Voiland School of Chemical Engineering and Bioengineering, Washington State University, Pullman, WA 99164, USA.
Entropy (Basel). 2023 Jan 27;25(2):235. doi: 10.3390/e25020235.
Early embryonic development involves forming all specialized cells from a fluid-like mass of identical stem cells. The differentiation process consists of a series of symmetry-breaking events, starting from a high-symmetry state (stem cells) to a low-symmetry state (specialized cells). This scenario closely resembles phase transitions in statistical mechanics. To theoretically study this hypothesis, we model embryonic stem cell (ESC) populations through a coupled Boolean network (BN) model.

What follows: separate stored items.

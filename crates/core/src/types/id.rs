//! Product identifiers.

use std::fmt;
use std::num::ParseIntError;
use std::str::FromStr;

use serde::{Deserialize, Serialize};

/// Catalog product id, unique within one catalog.
///
/// Serialized as a bare integer, the form the catalog document and the
/// stored cart both use.
#[derive(Debug, Clone, Copy, PartialEq, Eq, PartialOrd, Ord, Hash, Serialize, Deserialize)]
#[serde(transparent)]
pub struct ProductId(i32);

impl ProductId {
    #[must_use]
    pub const fn new(id: i32) -> Self {
        Self(id)
    }

    #[must_use]
    pub const fn get(self) -> i32 {
        self.0
    }
}

impl fmt::Display for ProductId {
    fn fmt(&self, f: &mut fmt::Formatter<'_>) -> fmt::Result {
        write!(f, "{}", self.0)
    }
}

/// Parses typed ids like `"12"`; surrounding whitespace is ignored.
impl FromStr for ProductId {
    type Err = ParseIntError;

    fn from_str(s: &str) -> Result<Self, Self::Err> {
        s.trim().parse().map(Self)
    }
}

impl From<i32> for ProductId {
    fn from(id: i32) -> Self {
        Self(id)
    }
}

#[cfg(test)]
#[allow(clippy::unwrap_used)]
mod tests {
    use super::*;

    #[test]
    fn test_product_id_serializes_as_bare_integer() {
        let id = ProductId::new(7);
        assert_eq!(serde_json::to_string(&id).unwrap(), "7");

        let parsed: ProductId = serde_json::from_str("7").unwrap();
        assert_eq!(parsed, id);
    }

    #[test]
    fn test_product_id_from_str() {
        assert_eq!(" 12 ".parse::<ProductId>().unwrap(), ProductId::new(12));
        assert!("twelve".parse::<ProductId>().is_err());
        assert!("1.5".parse::<ProductId>().is_err());
    }

    #[test]
    fn test_product_id_display() {
        assert_eq!(ProductId::new(42).to_string(), "42");
        assert_eq!(ProductId::from(42).get(), 42);
    }

    #[test]
    fn test_product_ids_order_numerically() {
        let mut ids = vec![ProductId::new(10), ProductId::new(2), ProductId::new(7)];
        ids.sort();
        assert_eq!(ids, [ProductId::new(2), ProductId::new(7), ProductId::new(10)]);
    }
}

The interaction is applied using a multilayer Ising model that considers paracrine and autocrine signaling, along with external interventions. It is demonstrated that cell-to-cell variability can be interpreted as a mixture of steady-state probability distributions. Simulations have revealed that such models can undergo a series of first- and second-order phase transitions as a function of the system parameters that describe gene expression noise and interaction strengths. These phase transitions result in spontaneous symmetry-breaking events that generate new types of cells characterized by various steady-state distributions. Coupled BNs have also been shown to self-organize in states that allow spontaneous cell differentiation.

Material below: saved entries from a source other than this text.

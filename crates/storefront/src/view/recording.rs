//! A view that records what it was asked to render.

use simple_shop_core::{PaginationControls, Product, ProductId};

use super::{CartView, Notification, ViewNotifier};

/// One call made on a [`RecordingView`].
#[derive(Debug, Clone, PartialEq, Eq)]
pub enum ViewEvent {
    Products(Vec<ProductId>),
    Pagination(PaginationControls),
    Cart(CartView),
    Notification(Notification),
}

/// Headless view that keeps every render call, in order.
///
/// Used by tests and by callers that drive the engine without a screen.
#[derive(Debug, Clone, Default)]
pub struct RecordingView {
    events: Vec<ViewEvent>,
}

impl RecordingView {
    #[must_use]
    pub fn new() -> Self {
        Self::default()
    }

    /// All recorded events, oldest first.
    #[must_use]
    pub fn events(&self) -> &[ViewEvent] {
        &self.events
    }

    /// Drain the recorded events.
    pub fn take(&mut self) -> Vec<ViewEvent> {
        std::mem::take(&mut self.events)
    }

    /// Most recently rendered product ids.
    #[must_use]
    pub fn last_products(&self) -> Option<&[ProductId]> {
        self.events.iter().rev().find_map(|event| match event {
            ViewEvent::Products(ids) => Some(ids.as_slice()),
            _ => None,
        })
    }

    /// Most recently rendered pagination bar.
    #[must_use]
    pub fn last_pagination(&self) -> Option<&PaginationControls> {
        self.events.iter().rev().find_map(|event| match event {
            ViewEvent::Pagination(controls) => Some(controls),
            _ => None,
        })
    }

    /// Most recently rendered cart.
    #[must_use]
    pub fn last_cart(&self) -> Option<&CartView> {
        self.events.iter().rev().find_map(|event| match event {
            ViewEvent::Cart(cart) => Some(cart),
            _ => None,
        })
    }

    /// Messages of every notification shown so far.
    #[must_use]
    pub fn notifications(&self) -> Vec<&str> {
        self.events
            .iter()
            .filter_map(|event| match event {
                ViewEvent::Notification(notification) => Some(notification.message.as_str()),
                _ => None,
            })
            .collect()
    }
}

impl ViewNotifier for RecordingView {
    fn render_products(&mut self, products: &[Product]) {
        self.events
            .push(ViewEvent::Products(products.iter().map(|p| p.id).collect()));
    }

    fn render_pagination(&mut self, controls: &PaginationControls) {
        self.events.push(ViewEvent::Pagination(controls.clone()));
    }

    fn render_cart(&mut self, cart: &CartView) {
        self.events.push(ViewEvent::Cart(cart.clone()));
    }

    fn notify(&mut self, notification: &Notification) {
        self.events.push(ViewEvent::Notification(notification.clone()));
    }
}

早期胚胎发育涉及从一团类似液体的相同干细胞形成所有特化细胞。分化过程由一系列打破对称性的事件组成,从高对称状态(干细胞)开始,到低对称状态(特化细胞)。这种情况与统计力学中的相变非常相似。为了从理论上研究这一假设,我们通过耦合布尔网络(BN)模型对胚胎干细胞(ESC)群体进行建模。相互作用通过多层伊辛模型来应用,该模型考虑了旁分泌和自分泌信号以及外部干预。结果表明,细胞间的变异性可以解释为稳态概率分布的混合。模拟结果显示,此类模型可以根据描述基因表达噪声和相互作用强度的系统参数经历一系列一阶和二阶相变。这些相变导致自发的对称性破缺事件,产生以各种稳态分布为特征的新型细胞。耦合布尔网络也已被证明能自组织成允许自发细胞分化的状态。